On Linux, only enable O_DIRECT on the log for innodb_flush_method=O_DSYNC.
Tests in 3 different environments where the log is stored in a device
with a physical block size of 512 bytes are yielding better throughput
without O_DIRECT. This could be due to the fact that in the event the
last log block is being overwritten (if multiple transactions would
become durable at the same time, and each of will write a small
number of bytes to the last log block), it should be faster to re-copy
data from log_sys.buf or log_sys.flush_buf to the kernel buffer,
to be finally written at fdatasync() time.

The parameter innodb_flush_method=O_DSYNC will imply O_DIRECT for
data files. This option will enable O_DIRECT on the log file on Linux.
It may be unsafe to use when the storage device does not support
FUA (Force Unit Access) mode.

When the server is compiled WITH_PMEM=ON, we will use memory-mapped
I/O for the log file if the log resides on a "mount -o dax" device.
We will identify PMEM in a start-up message:

InnoDB: log sequence number 0 (memory-mapped); transaction id 3

On Linux, we will also invoke mmap() on any ib_logfile0 that resides
in /dev/shm, effectively treating the log file as persistent memory.
This should speed up "./mtr --mem" and increase the test coverage of
PMEM on non-PMEM hardware. It also allows users to estimate how much
the performance would be improved by installing persistent memory.
On other tmpfs file systems such as /run, we will not use mmap().

mariadb-backup: Eliminated several variables.
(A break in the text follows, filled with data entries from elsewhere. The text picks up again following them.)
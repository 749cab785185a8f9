// =========================================================
// ActBayesian — attaque par mise à jour de posterior.
//
// Chaque élément de la victime porte un posterior p ∈ [0,1]
// (probabilité d'appartenance à Y), initialisé à un prior
// global appris en un appel bruité. À chaque tour :
// sélection des indices au-dessus d'un seuil adaptatif,
// partage aléatoire en ensembles positif/négatif au taux ρ,
// un appel (bruité Laplace) sur l'ensemble positif, puis
// mise à jour des posteriors et absorption aux bornes
// (p ≥ U → 1, p ≤ L → 0, états absorbants).
//
// Le bruit de Laplace est tiré à chaque point d'usage
// (tirage frais par consommation, et non un unique tirage
// réutilisé).
//
// L'oracle est simulé localement sur un vecteur binaire d :
// d[i] = 1 ssi l'élément i de X appartient à Y.
// =========================================================

use crate::gcms::gcms_utils::generate_laplace_noise;
use rand::Rng;

/// Bilan d'une exécution : fuites vraies et erreurs d'assignation.
///
/// `pos_err` est rapporté à 0 dès que `true_pos_leak` vaut 0, symétriquement
/// pour les négatifs.
#[derive(Debug, Clone, Copy, PartialEq, Eq)]
pub struct ActBayesianOutcome {
    pub true_pos_leak: usize,
    pub true_neg_leak: usize,
    pub pos_err: usize,
    pub neg_err: usize,
}

// Valeurs distinctes triées par ordre décroissant
fn distinct_descending(posterior: &[f64]) -> Vec<f64> {
    let mut values = posterior.to_vec();
    values.sort_by(|a, b| b.partial_cmp(a).unwrap_or(std::cmp::Ordering::Equal));
    values.dedup();
    values
}

/// Attaque ActBayesian.
///
/// * `tau` : budget d'appels protocole.
/// * `lower_bound`, `upper_bound` : seuils absorbants L et U.
/// * `dataset` : vecteur binaire d'appartenance (0/1).
/// * `tolerance` : marge δ retranchée au seuil de sélection.
/// * `laplacian_scale` : échelle β du bruit de Laplace (0 = sans bruit).
/// * `sample_rate` : taux d'échantillonnage ρ du partage positif/négatif.
pub fn actbayesian<R: Rng>(
    tau: i64,
    lower_bound: f64,
    upper_bound: f64,
    dataset: &[u8],
    tolerance: f64,
    laplacian_scale: f64,
    sample_rate: f64,
    rng: &mut R,
) -> ActBayesianOutcome {
    let laplacian_location = 0.0;
    let n = dataset.len();
    if n == 0 {
        return ActBayesianOutcome {
            true_pos_leak: 0,
            true_neg_leak: 0,
            pos_err: 0,
            neg_err: 0,
        };
    }

    // Un appel consommé pour apprendre la somme bruitée et en tirer le prior
    let mut tau = tau - 1;
    let summation_true: f64 = dataset.iter().map(|&d| d as f64).sum();
    let laplacian_noise = generate_laplace_noise(laplacian_location, laplacian_scale, rng);
    let summation = (summation_true + laplacian_noise * summation_true).clamp(0.0, n as f64);
    let prior = summation / n as f64;

    let mut posterior = vec![prior; n];
    tau -= 1;

    while tau >= 0 {
        // Seuil de sélection : juste sous le posterior maximal non absorbé
        let max_posterior = posterior.iter().cloned().fold(f64::NEG_INFINITY, f64::max);
        let positive_bar = if max_posterior < 1.0 {
            max_posterior - tolerance
        } else {
            let distinct = distinct_descending(&posterior);
            if distinct.len() < 2 {
                break;
            }
            distinct[1] - tolerance
        };

        let mut positive_set: Vec<usize> = Vec::new();
        let mut negative_set: Vec<usize> = Vec::new();
        let mut expected_psi_cardinality = 0.0f64;
        for (j, &cur_posterior) in posterior.iter().enumerate() {
            if cur_posterior >= positive_bar {
                if rng.gen_bool(sample_rate) {
                    positive_set.push(j);
                } else {
                    negative_set.push(j);
                }
                expected_psi_cardinality += cur_posterior;
            }
        }

        // Partage dégénéré : on fige les indices sélectionnés au plus proche
        // état absorbant et on recommence le tour (aucun appel consommé)
        if positive_set.is_empty() {
            for &j in &negative_set {
                posterior[j] = if posterior[j] >= 0.5 { 1.0 } else { 0.0 };
            }
            continue;
        }
        if negative_set.is_empty() {
            for &j in &positive_set {
                posterior[j] = if posterior[j] >= 0.5 { 1.0 } else { 0.0 };
            }
            continue;
        }

        // Un appel protocole, approximé localement et bruité
        let real_cardinality = positive_set
            .iter()
            .filter(|&&j| dataset[j] == 1)
            .count() as f64;
        let laplacian_noise = generate_laplace_noise(laplacian_location, laplacian_scale, rng);
        let real_psi_cardinality_returned = (real_cardinality
            + laplacian_noise * 0.1 * real_cardinality)
            .clamp(0.0, positive_set.len() as f64);

        let in_setprior = real_psi_cardinality_returned / positive_set.len() as f64;
        let out_setprior =
            (expected_psi_cardinality - real_psi_cardinality_returned) / negative_set.len() as f64;

        for &j in &positive_set {
            posterior[j] = in_setprior;
        }
        for &j in &negative_set {
            posterior[j] = out_setprior;
        }

        // Absorption aux bornes
        for p in posterior.iter_mut() {
            if *p >= upper_bound {
                *p = 1.0;
            }
            if *p <= lower_bound {
                *p = 0.0;
            }
        }

        // Tout le vecteur est absorbé dans {0, 1} : plus rien à apprendre
        let all_binary = posterior.iter().all(|&p| p == 0.0 || p == 1.0);
        let has_zero = posterior.iter().any(|&p| p == 0.0);
        let has_one = posterior.iter().any(|&p| p == 1.0);
        if all_binary && has_zero && has_one {
            break;
        }
        tau -= 1;
    }

    // Bilan : fuites vraies et erreurs, avec la règle de rapport
    let mut error_pos = 0usize;
    let mut error_neg = 0usize;
    let mut true_pos_leak = 0usize;
    let mut true_neg_leak = 0usize;
    for (j, &p) in posterior.iter().enumerate() {
        if p == 1.0 {
            if dataset[j] == 0 {
                error_pos += 1;
            } else {
                true_pos_leak += 1;
            }
        } else if p == 0.0 {
            if dataset[j] == 1 {
                error_neg += 1;
            } else {
                true_neg_leak += 1;
            }
        }
    }
    let pos_err = if true_pos_leak == 0 { 0 } else { error_pos };
    let neg_err = if true_neg_leak == 0 { 0 } else { error_neg };

    ActBayesianOutcome {
        true_pos_leak,
        true_neg_leak,
        pos_err,
        neg_err,
    }
}

// ============================================================================
// Tests unitaires
// ============================================================================
#[cfg(test)]
mod tests {
    use super::*;
    use rand::rngs::StdRng;
    use rand::SeedableRng;

    #[test]
    fn test_dataset_uniforme_positif() {
        // Tout le vecteur vaut 1 : le prior vaut 1, aucune valeur seconde
        // distincte, l'attaque s'arrête et rapporte n fuites positives
        let dataset = vec![1u8; 10];
        let mut rng = StdRng::seed_from_u64(4);
        let outcome = actbayesian(20, 0.25, 0.8, &dataset, 0.1, 0.0, 0.5, &mut rng);
        assert_eq!(outcome.true_pos_leak, 10);
        assert_eq!(outcome.pos_err, 0);
        assert_eq!(outcome.neg_err, 0);
    }

    #[test]
    fn test_dataset_uniforme_negatif() {
        // Prior 0 : posteriors absorbés à 0, fuite négative totale
        let dataset = vec![0u8; 8];
        let mut rng = StdRng::seed_from_u64(4);
        let outcome = actbayesian(20, 0.25, 0.8, &dataset, 0.1, 0.0, 0.5, &mut rng);
        assert_eq!(outcome.true_neg_leak, 8);
        assert_eq!(outcome.pos_err, 0);
        assert_eq!(outcome.neg_err, 0);
    }

    #[test]
    fn test_regle_de_rapport_et_bornes() {
        let dataset: Vec<u8> = (0..20).map(|i| (i % 3 == 0) as u8).collect();
        let ones = dataset.iter().filter(|&&d| d == 1).count();
        let zeros = dataset.len() - ones;
        for seed in 0..10 {
            let mut rng = StdRng::seed_from_u64(seed);
            let outcome = actbayesian(15, 0.25, 0.8, &dataset, 0.1, 0.0, 0.5, &mut rng);
            assert!(outcome.true_pos_leak <= ones);
            assert!(outcome.true_neg_leak <= zeros);
            if outcome.true_pos_leak == 0 {
                assert_eq!(outcome.pos_err, 0);
            }
            if outcome.true_neg_leak == 0 {
                assert_eq!(outcome.neg_err, 0);
            }
        }
    }

    #[test]
    fn test_dataset_vide() {
        let mut rng = StdRng::seed_from_u64(1);
        let outcome = actbayesian(5, 0.25, 0.8, &[], 0.1, 0.0, 0.5, &mut rng);
        assert_eq!(outcome.true_pos_leak, 0);
        assert_eq!(outcome.true_neg_leak, 0);
    }
}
We will refer
directly to recv_sys and log_sys.

backup_wait_for_lsn(): Detect non-progress of
xtrabackup_copy_logfile(). In this new log format with
arbitrary-sized blocks, we can only detect log file overrun
indirectly, by observing that the scanned log sequence number
is not advancing.

xtrabackup_copy_logfile(): On PMEM, do not modify the sequence bit,
because we are not allowed to modify the server's log file, and our
memory mapping is read-only.

trx_flush_log_if_needed_low(): Do not use the callback on pmem.
Using neither flush_lock nor write_lock around PMEM writes seems
to yield the best performance. The pmem_persist() calls may
still be somewhat slower than the pwrite() and fdatasync() based
interface (PMEM mounted without -o dax).

recv_sys_t::buf: Remove. We will use log_sys.buf for parsing.

recv_sys_t::MTR_SIZE_MAX: Replaces RECV_SCAN_SIZE.

recv_sys_t::file_checkpoint: Renamed from mlog_checkpoint_lsn.

recv_sys_t, log_sys_t: Removed many data members.

recv_sys.lsn: Renamed from recv_sys.recovered_lsn.
recv_sys.offset: Renamed from recv_sys.recovered_offset.
log_sys.buf_size: Replaces srv_log_buffer_size.

recv_buf: A smart pointer that wraps log_sys.buf[recv_sys.offset]
when the buffer is being allocated from the memory heap.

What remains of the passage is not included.